▸ **PROBLEM STATEMENT**
Reproduce the data that follows precisely.
-------- DATA SECTION
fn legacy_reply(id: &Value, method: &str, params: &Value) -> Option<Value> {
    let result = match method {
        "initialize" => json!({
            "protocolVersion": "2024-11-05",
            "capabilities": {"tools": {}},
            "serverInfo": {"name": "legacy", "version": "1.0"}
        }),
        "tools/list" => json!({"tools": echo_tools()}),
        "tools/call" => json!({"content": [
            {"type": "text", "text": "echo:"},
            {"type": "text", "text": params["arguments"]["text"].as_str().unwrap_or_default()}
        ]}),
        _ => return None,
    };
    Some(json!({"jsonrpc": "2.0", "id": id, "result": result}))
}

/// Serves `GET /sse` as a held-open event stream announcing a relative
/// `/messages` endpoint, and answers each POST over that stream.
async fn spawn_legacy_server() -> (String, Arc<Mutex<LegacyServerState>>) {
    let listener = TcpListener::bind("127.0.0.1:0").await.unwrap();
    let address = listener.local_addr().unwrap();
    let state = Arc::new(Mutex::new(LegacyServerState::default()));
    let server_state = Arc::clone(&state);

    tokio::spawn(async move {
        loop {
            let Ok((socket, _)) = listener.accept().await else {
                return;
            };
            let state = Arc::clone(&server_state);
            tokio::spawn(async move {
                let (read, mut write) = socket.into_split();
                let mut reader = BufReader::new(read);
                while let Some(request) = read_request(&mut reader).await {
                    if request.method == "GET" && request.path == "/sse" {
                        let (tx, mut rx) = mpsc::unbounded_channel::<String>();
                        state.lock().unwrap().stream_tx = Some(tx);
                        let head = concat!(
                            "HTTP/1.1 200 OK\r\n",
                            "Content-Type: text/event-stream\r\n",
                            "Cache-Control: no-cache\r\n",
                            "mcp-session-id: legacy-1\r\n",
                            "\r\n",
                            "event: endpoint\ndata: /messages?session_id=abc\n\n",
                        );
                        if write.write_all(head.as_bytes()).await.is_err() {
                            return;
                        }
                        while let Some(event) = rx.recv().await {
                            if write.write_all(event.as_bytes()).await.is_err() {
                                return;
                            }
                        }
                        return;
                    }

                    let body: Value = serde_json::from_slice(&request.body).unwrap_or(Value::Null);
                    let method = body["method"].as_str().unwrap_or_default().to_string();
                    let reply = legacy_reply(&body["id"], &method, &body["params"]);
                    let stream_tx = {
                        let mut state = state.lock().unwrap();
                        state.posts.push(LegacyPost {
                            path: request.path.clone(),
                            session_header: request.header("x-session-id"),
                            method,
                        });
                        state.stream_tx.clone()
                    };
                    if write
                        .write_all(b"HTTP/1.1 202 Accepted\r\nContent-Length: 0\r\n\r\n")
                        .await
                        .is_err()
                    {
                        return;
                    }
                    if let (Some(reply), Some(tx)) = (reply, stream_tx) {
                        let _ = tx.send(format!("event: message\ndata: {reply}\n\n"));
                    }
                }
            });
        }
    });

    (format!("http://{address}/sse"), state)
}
----------------
▸ **RESULT BELOW**
fn legacy_reply(id: &Value, method: &str, params: &Value) -> Option<Value> {
    let result = match method {
        "initialize" => json!({
            "protocolVersion": "2024-11-05",
            "capabilities": {"tools": {}},
            "serverInfo": {"name": "legacy", "version": "1.0"}
        }),
        "tools/list" => json!({"tools": echo_tools()}),
        "tools/call" => json!({"content": [
            {"type": "text", "text": "echo:"},
            {"type": "text", "text": params["arguments"]["text"].as_str().unwrap_or_default()}
        ]}),
        _ => return None,
    };
    Some(json!({"jsonrpc": "2.0", "id": id, "result": result}))
}

/// Serves `GET /sse` as a held-open event stream announcing a relative
/// `/messages` endpoint, and answers each POST over that stream.
async fn spawn_legacy_server() -> (String, Arc<Mutex<LegacyServerState>>) {
    let listener = TcpListener::bind("127.0.0.1:0").await.unwrap();
    let address = listener.local_addr().unwrap();
    let state = Arc::new(Mutex::new(LegacyServerState::default()));
    let server_state = Arc::clone(&state);

    tokio::spawn(async move {
        loop {
            let Ok((socket, _)) = listener.accept().await else {
                return;
            };
            let state = Arc::clone(&server_state);
            tokio::spawn(async move {
                let (read, mut write) = socket.into_split();
                let mut reader = BufReader::new(read);
                while let Some(request) = read_request(&mut reader).await {
                    if request.method == "GET" && request.path == "/sse" {
                        let (tx, mut rx) = mpsc::unbounded_channel::<String>();
                        state.lock().unwrap().stream_tx = Some(tx);
                        let head = concat!(
                            "HTTP/1.1 200 OK\r\n",
                            "Content-Type: text/event-stream\r\n",
                            "Cache-Control: no-cache\r\n",
                            "mcp-session-id: legacy-1\r\n",
                            "\r\n",
                            "event: endpoint\ndata: /messages?session_id=abc\n\n",
                        );
                        if write.write_all(head.as_bytes()).await.is_err() {
                            return;
                        }
                        while let Some(event) = rx.recv().await {
                            if write.write_all(event.as_bytes()).await.is_err() {
                                return;
                            }
                        }
                        return;
                    }

                    let body: Value = serde_json::from_slice(&request.body).unwrap_or(Value::Null);
                    let method = body["method"].as_str().unwrap_or_default().to_string();
                    let reply = legacy_reply(&body["id"], &method, &body["params"]);
                    let stream_tx = {
                        let mut state = state.lock().unwrap();
                        state.posts.push(LegacyPost {
                            path: request.path.clone(),
                            session_header: request.header("x-session-id"),
                            method,
                        });
                        state.stream_tx.clone()
                    };
                    if write
                        .write_all(b"HTTP/1.1 202 Accepted\r\nContent-Length: 0\r\n\r\n")
                        .await
                        .is_err()
                    {
                        return;
                    }
                    if let (Some(reply), Some(tx)) = (reply, stream_tx) {
                        let _ = tx.send(format!("event: message\ndata: {reply}\n\n"));
                    }
                }
            });
        }
    });

    (format!("http://{address}/sse"), state)
}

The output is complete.